- EXTRACTED RECORDS -
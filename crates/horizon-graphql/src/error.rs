//! Error types for the GraphQL client.

use thiserror::Error;

use crate::response::GraphQLResponse;

/// Errors produced by the client pipeline and its transports.
///
/// The enum is `Clone` so a single transport failure can be delivered to
/// every operation waiting on the same batch.
#[derive(Debug, Clone, Error)]
pub enum ClientError {
    /// Connection-level failure (refused, reset, DNS, socket I/O).
    #[error("transport error: {0}")]
    Transport(String),

    /// The request did not complete within the configured timeout.
    #[error("request timed out")]
    Timeout,

    /// Invalid URL provided.
    #[error("invalid URL: {0}")]
    InvalidUrl(String),

    /// Invalid header name or value.
    #[error("invalid header: {0}")]
    InvalidHeader(String),

    /// JSON serialization/deserialization error.
    #[error("JSON error: {0}")]
    Json(String),

    /// Malformed request or client misuse.
    #[error("request error: {0}")]
    Request(String),

    /// Server answered with a non-success HTTP status.
    #[error("HTTP {status}")]
    HttpStatus {
        /// The HTTP status code.
        status: u16,
        /// Response body, when one was readable.
        body: Option<String>,
    },

    /// The server executed the operation and returned structured errors.
    ///
    /// The full response is carried so callers can still reach partial data
    /// after retries are exhausted.
    #[error("operation returned {} GraphQL error(s)", .response.errors.len())]
    Graphql {
        /// The response as received, errors included.
        response: GraphQLResponse,
    },

    /// WebSocket error on the streaming transport.
    #[error("WebSocket error: {0}")]
    WebSocket(String),

    /// A cache-only fetch found no cached response.
    #[error("no cached response for operation")]
    CacheMiss,

    /// Internal reply channel closed before a result was delivered.
    #[error("response channel closed before a result was delivered")]
    ChannelClosed,
}

impl ClientError {
    /// Whether this failure classifies as an authorization failure (HTTP 401).
    pub fn is_unauthorized(&self) -> bool {
        matches!(self, Self::HttpStatus { status: 401, .. })
    }

    /// The HTTP status code, for status-bearing failures.
    pub fn status(&self) -> Option<u16> {
        match self {
            Self::HttpStatus { status, .. } => Some(*status),
            _ => None,
        }
    }

    /// The server response carried by a data-layer failure.
    pub fn response(&self) -> Option<&GraphQLResponse> {
        match self {
            Self::Graphql { response } => Some(response),
            _ => None,
        }
    }
}

impl From<reqwest::Error> for ClientError {
    fn from(err: reqwest::Error) -> Self {
        if err.is_timeout() {
            Self::Timeout
        } else {
            Self::Transport(err.to_string())
        }
    }
}

impl From<url::ParseError> for ClientError {
    fn from(err: url::ParseError) -> Self {
        Self::InvalidUrl(err.to_string())
    }
}

impl From<serde_json::Error> for ClientError {
    fn from(err: serde_json::Error) -> Self {
        Self::Json(err.to_string())
    }
}

impl From<http::header::InvalidHeaderName> for ClientError {
    fn from(err: http::header::InvalidHeaderName) -> Self {
        Self::InvalidHeader(err.to_string())
    }
}

impl From<http::header::InvalidHeaderValue> for ClientError {
    fn from(err: http::header::InvalidHeaderValue) -> Self {
        Self::InvalidHeader(err.to_string())
    }
}

/// A specialized Result type for client operations.
pub type Result<T> = std::result::Result<T, ClientError>;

- WORK ORDER -
Exact copies of all the records are to be printed.

- WRITTEN REPLY -
filename crates/horizon-graphql/src/error.rs
//! Error types for the GraphQL client.

use thiserror::Error;

use crate::response::GraphQLResponse;

/// Errors produced by the client pipeline and its transports.
///
/// The enum is `Clone` so a single transport failure can be delivered to
/// every operation waiting on the same batch.
#[derive(Debug, Clone, Error)]
pub enum ClientError {
    /// Connection-level failure (refused, reset, DNS, socket I/O).
    #[error("transport error: {0}")]
    Transport(String),

    /// The request did not complete within the configured timeout.
    #[error("request timed out")]
    Timeout,

    /// Invalid URL provided.
    #[error("invalid URL: {0}")]
    InvalidUrl(String),

    /// Invalid header name or value.
    #[error("invalid header: {0}")]
    InvalidHeader(String),

    /// JSON serialization/deserialization error.
    #[error("JSON error: {0}")]
    Json(String),

    /// Malformed request or client misuse.
    #[error("request error: {0}")]
    Request(String),

    /// Server answered with a non-success HTTP status.
    #[error("HTTP {status}")]
    HttpStatus {
        /// The HTTP status code.
        status: u16,
        /// Response body, when one was readable.
        body: Option<String>,
    },

    /// The server executed the operation and returned structured errors.
    ///
    /// The full response is carried so callers can still reach partial data
    /// after retries are exhausted.
    #[error("operation returned {} GraphQL error(s)", .response.errors.len())]
    Graphql {
        /// The response as received, errors included.
        response: GraphQLResponse,
    },

    /// WebSocket error on the streaming transport.
    #[error("WebSocket error: {0}")]
    WebSocket(String),

    /// A cache-only fetch found no cached response.
    #[error("no cached response for operation")]
    CacheMiss,

    /// Internal reply channel closed before a result was delivered.
    #[error("response channel closed before a result was delivered")]
    ChannelClosed,
}

impl ClientError {
    /// Whether this failure classifies as an authorization failure (HTTP 401).
    pub fn is_unauthorized(&self) -> bool {
        matches!(self, Self::HttpStatus { status: 401, .. })
    }

    /// The HTTP status code, for status-bearing failures.
    pub fn status(&self) -> Option<u16> {
        match self {
            Self::HttpStatus { status, .. } => Some(*status),
            _ => None,
        }
    }

    /// The server response carried by a data-layer failure.
    pub fn response(&self) -> Option<&GraphQLResponse> {
        match self {
            Self::Graphql { response } => Some(response),
            _ => None,
        }
    }
}

impl From<reqwest::Error> for ClientError {
    fn from(err: reqwest::Error) -> Self {
        if err.is_timeout() {
            Self::Timeout
        } else {
            Self::Transport(err.to_string())
        }
    }
}

impl From<url::ParseError> for ClientError {
    fn from(err: url::ParseError) -> Self {
        Self::InvalidUrl(err.to_string())
    }
}

impl From<serde_json::Error> for ClientError {
    fn from(err: serde_json::Error) -> Self {
        Self::Json(err.to_string())
    }
}

impl From<http::header::InvalidHeaderName> for ClientError {
    fn from(err: http::header::InvalidHeaderName) -> Self {
        Self::InvalidHeader(err.to_string())
    }
}

impl From<http::header::InvalidHeaderValue> for ClientError {
    fn from(err: http::header::InvalidHeaderValue) -> Self {
        Self::InvalidHeader(err.to_string())
    }
}

/// A specialized Result type for client operations.
pub type Result<T> = std::result::Result<T, ClientError>;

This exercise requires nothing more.